Exercise >> Return every line from the records below that has the word "description".

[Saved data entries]
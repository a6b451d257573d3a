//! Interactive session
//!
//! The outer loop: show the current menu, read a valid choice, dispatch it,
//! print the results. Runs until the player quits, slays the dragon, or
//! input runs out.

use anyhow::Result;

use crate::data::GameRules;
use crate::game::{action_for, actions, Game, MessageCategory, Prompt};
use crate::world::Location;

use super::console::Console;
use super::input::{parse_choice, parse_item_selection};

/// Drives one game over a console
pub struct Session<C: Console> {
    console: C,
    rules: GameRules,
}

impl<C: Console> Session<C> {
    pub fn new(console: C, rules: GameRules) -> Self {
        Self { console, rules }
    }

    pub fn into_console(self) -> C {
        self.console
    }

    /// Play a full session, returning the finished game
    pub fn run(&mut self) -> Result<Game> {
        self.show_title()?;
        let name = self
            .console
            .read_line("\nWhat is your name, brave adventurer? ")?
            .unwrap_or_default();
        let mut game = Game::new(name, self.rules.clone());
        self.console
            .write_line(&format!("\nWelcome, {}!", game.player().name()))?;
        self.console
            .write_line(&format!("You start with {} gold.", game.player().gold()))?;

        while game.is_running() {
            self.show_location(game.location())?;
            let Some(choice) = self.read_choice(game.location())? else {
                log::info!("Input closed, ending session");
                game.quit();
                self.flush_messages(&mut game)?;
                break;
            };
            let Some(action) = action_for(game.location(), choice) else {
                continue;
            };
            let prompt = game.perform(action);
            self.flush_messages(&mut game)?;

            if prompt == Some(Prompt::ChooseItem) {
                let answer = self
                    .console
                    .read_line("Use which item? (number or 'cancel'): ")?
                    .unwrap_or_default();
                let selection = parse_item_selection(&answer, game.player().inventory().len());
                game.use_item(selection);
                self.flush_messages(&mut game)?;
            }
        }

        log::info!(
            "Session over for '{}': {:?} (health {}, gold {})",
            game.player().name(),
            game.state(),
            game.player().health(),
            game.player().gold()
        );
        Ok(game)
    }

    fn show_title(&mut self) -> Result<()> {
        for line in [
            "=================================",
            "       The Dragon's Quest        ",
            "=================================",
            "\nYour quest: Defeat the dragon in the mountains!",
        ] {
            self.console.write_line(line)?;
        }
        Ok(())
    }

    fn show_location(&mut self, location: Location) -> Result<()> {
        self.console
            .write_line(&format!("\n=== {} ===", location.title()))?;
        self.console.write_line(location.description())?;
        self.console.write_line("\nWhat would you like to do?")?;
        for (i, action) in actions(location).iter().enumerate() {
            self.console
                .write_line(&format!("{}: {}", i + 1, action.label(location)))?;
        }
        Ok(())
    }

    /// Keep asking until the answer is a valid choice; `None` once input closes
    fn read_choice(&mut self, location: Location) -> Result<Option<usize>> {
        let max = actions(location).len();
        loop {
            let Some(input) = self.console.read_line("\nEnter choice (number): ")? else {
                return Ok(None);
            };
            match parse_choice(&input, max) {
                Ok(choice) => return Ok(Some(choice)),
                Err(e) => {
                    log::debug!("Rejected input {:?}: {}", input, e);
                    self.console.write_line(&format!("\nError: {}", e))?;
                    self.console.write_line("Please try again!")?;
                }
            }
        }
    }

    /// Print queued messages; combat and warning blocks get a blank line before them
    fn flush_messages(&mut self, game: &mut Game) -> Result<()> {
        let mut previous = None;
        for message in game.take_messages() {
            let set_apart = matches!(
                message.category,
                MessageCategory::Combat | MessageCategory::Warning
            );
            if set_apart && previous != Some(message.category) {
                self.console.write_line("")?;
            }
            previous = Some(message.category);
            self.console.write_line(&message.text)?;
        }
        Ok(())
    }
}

---

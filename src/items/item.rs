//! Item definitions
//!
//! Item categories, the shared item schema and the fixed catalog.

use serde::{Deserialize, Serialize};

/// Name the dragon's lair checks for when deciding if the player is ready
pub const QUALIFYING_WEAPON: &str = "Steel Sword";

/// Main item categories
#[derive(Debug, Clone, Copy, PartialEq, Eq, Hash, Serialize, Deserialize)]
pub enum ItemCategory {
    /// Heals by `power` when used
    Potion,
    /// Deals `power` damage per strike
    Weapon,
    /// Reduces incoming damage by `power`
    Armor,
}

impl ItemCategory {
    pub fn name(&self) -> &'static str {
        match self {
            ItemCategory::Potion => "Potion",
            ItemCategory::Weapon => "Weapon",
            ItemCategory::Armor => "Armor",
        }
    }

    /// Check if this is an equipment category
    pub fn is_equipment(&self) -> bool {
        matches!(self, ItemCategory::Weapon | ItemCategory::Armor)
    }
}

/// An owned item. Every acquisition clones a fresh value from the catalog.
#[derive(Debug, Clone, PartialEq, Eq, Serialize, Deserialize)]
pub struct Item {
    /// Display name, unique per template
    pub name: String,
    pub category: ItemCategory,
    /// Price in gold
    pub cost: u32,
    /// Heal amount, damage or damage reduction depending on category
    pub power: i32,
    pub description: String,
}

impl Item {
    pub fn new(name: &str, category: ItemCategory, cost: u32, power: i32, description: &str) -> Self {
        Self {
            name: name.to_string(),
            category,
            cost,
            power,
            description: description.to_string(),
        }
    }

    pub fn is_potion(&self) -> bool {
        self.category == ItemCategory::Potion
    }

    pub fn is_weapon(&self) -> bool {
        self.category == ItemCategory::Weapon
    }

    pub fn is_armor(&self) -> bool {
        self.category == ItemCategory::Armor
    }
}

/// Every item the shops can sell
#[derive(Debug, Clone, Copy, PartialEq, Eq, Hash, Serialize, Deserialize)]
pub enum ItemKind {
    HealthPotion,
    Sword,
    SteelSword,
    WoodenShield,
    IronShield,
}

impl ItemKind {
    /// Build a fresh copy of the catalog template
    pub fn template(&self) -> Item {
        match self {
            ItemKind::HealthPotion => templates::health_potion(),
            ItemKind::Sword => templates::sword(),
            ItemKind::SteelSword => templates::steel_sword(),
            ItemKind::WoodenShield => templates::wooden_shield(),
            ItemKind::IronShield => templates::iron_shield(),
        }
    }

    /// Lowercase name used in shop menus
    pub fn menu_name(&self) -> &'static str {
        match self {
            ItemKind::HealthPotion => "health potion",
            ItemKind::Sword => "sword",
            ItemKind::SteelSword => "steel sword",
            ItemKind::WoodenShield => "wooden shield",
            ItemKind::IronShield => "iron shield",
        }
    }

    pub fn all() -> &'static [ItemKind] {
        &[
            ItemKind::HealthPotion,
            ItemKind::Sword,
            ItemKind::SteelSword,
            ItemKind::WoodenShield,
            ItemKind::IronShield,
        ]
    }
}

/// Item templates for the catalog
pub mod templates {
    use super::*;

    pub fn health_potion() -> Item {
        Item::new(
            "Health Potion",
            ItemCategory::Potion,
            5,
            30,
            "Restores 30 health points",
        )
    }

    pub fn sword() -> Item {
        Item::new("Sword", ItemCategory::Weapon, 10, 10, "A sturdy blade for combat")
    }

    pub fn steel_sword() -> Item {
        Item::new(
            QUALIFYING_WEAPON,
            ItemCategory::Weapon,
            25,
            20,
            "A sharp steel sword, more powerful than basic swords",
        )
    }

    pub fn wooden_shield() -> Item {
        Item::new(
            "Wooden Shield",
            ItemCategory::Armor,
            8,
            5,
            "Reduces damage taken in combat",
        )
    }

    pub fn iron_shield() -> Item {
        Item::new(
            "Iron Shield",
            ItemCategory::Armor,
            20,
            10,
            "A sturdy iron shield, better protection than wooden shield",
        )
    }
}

Completed task >>
        self.console.write_line(location.description())?;
    pub description: String,
    pub fn new(name: &str, category: ItemCategory, cost: u32, power: i32, description: &str) -> Self {
            description: description.to_string(),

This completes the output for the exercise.